I’m not going to lie. If I was reading a newspaper (yes, there are folks who still read those) and I saw that article, I would totally raise my eyebrows and think, “What idiot wrote this garbage?” Because it’s absolutely, positively, without-a-doubt absurd to believe that humans aren’t the most intelligent species on the planet. We have logic and reason and wisdom, right? We’re smart. That’s what my mother always told me. “You’re smart, Mallory Hope. Don’t you ever doubt that.”
But, let’s be real here, are humans really that intelligent?
According to science, we are intellectually advanced in comparison to dogs, cats, fish, etc. Philosophy claims that because humans have reason, we are automatically superior to other species in terms of intellect. Religion states that we are made in the likeness of God, and I’m preeetttyyyyyy sure that God is really stinkin’ smart.
But if we’re supposed to be so intelligent, why are humans so backwards? Why are we so prone to folly? Why do we say one thing but mean another. Why do we claim to value life, but we go out and we murder. We boast about love but the divorce rate is over fifty percent. We praise God in church on Sunday, but we disregard Him the other six days of the week.
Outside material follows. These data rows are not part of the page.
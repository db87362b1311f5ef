use async_trait::async_trait;
use uuid::Uuid;

use crate::{
    db::error::DbResult,
    models::{Benchmark, CompletionCounts, Run, StatusTransition},
};

/// Read access to benchmarks and their runs, plus the single status write
/// this crate is allowed to make. Rows are created and mutated by the
/// external orchestrator; this interface never creates or deletes them.
#[async_trait]
pub trait BenchmarkRepo: Send + Sync {
    /// Every benchmark with its stored status, ordered by id for stable
    /// batch reports.
    async fn list(&self) -> DbResult<Vec<Benchmark>>;

    /// Runs belonging to one benchmark.
    async fn runs(&self, benchmark_id: Uuid) -> DbResult<Vec<Run>>;

    /// Aggregate completion counts for one benchmark, in a single read pass.
    async fn completion_counts(&self, benchmark_id: Uuid) -> DbResult<CompletionCounts>;

    /// Recompute the benchmark's status from completion counts and persist
    /// it when it differs from the stored value.
    ///
    /// The counts read and the conditional write execute inside one
    /// transaction so a concurrent orchestrator writer cannot make the
    /// written status stale. Returns the transition, including no-ops.
    /// `DbError::NotFound` if the benchmark does not exist.
    async fn reconcile_status(&self, benchmark_id: Uuid) -> DbResult<StatusTransition>;
}
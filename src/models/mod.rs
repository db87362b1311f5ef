mod benchmark;
mod repair;

pub use benchmark::*;
pub use repair::*;
use async_trait::async_trait;
use uuid::Uuid;

use crate::{
    db::error::DbResult,
    models::{Prompt, RepairedPrompt},
};

/// Minimum stored-source length (after trimming) above which a prompt with
/// `web_search_used = false` is considered inconsistent. The boundary is
/// exclusive: exactly this length is not a violation.
pub const SEARCH_SOURCE_LENGTH_THRESHOLD: i64 = 10;

/// Access to prompt rows for search-flag consistency maintenance. Only the
/// `web_search_used` column is ever written; no other field is touched.
#[async_trait]
pub trait PromptRepo: Send + Sync {
    /// Fetch one prompt row.
    async fn get(&self, id: Uuid) -> DbResult<Option<Prompt>>;

    /// Ids of every prompt whose stored sources imply search was used but
    /// whose flag says otherwise, ordered by id for re-runnable reports.
    async fn find_search_flag_violations(&self) -> DbResult<Vec<Uuid>>;

    /// Set `web_search_used = true` for exactly the given prompts in one
    /// atomic batch, then re-read those rows for verification.
    ///
    /// All-or-nothing: any failure mid-batch (including a targeted id that
    /// does not exist) rolls the whole update back. Safe to re-run on
    /// already-repaired rows.
    async fn repair_search_flags(&self, ids: &[Uuid]) -> DbResult<Vec<RepairedPrompt>>;
}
In Great Books, we’ve been reading some of Ficino’s letters. In letters 20 and 21, Ficino writes to two of his buddies about the folly and misery of men. He starts off letter 20 with this: “You have seen painted in my academy a sphere of the world; on one side Democritus laughing, and other other Heraclitus weeping. Why is Democritus laughing? Why does Heraclitus weep? Because the mass of mankind is a monstrous, mad, and miserable animal.”
And Ficino ain’t wrong.
We’re kind of a pathetic bunch, if you think about it. We pray to God for good things, but we never pray to make good use of what He does give us (32). I remember when I was younger that I used to pray to God that He would grant me the ability to sing well because I honestly sound like a dying whale. But I never gave thought to the things that He did bless me with. I always wanted more and more, and that’s true of all of humanity.
One of my favorite lines from letter 20 is this: “What more, my friends? The magistrates forbid murder, and allow instruments for killing men to be made everywhere. They desire an excellent crop of men, yet they do not take sufficient care of the seedling, that is the child” (33). We want so many things in life, but we don’t take the necessary actions to achieve those things. “The man who believes he will find one thing in its opposite is mad and miserable” (34).
It’s like we’re in a constant battle between body and soul, between the sense and reason (Ficino 33). We know that something is wrong. We know that procrastinating writing a paper until the last minute is idiotic. We know that lack of sleep is terrible for the body. But we ignore our reason and screw ourselves in the process. At least I know I do …
“Why is it that we strive to be masters of others, when we are not masters of ourselves? Why in our zeal for mastery do we fall daily into slavery” (34)? Ficino poses these questions in letter 21. We try so hard to put ourselves above each other. We believe that we can control another person when we don’t even have control of ourselves, of our temptations, of our desires. It’s madness, and we don’t even see it.
Humans are pretty dumb, if you think about it. So what do we have to do to save ourselves from sinking deeper and deeper into the lake of folly? Ficino says the answer is this one page 35: “Oh what a miserable creature is man, except he sometime rise up above the man, I mean commit himself to God, and love God for the sake of God and everything else for His sake. That is the sole answer to these problems and the end of all ills.”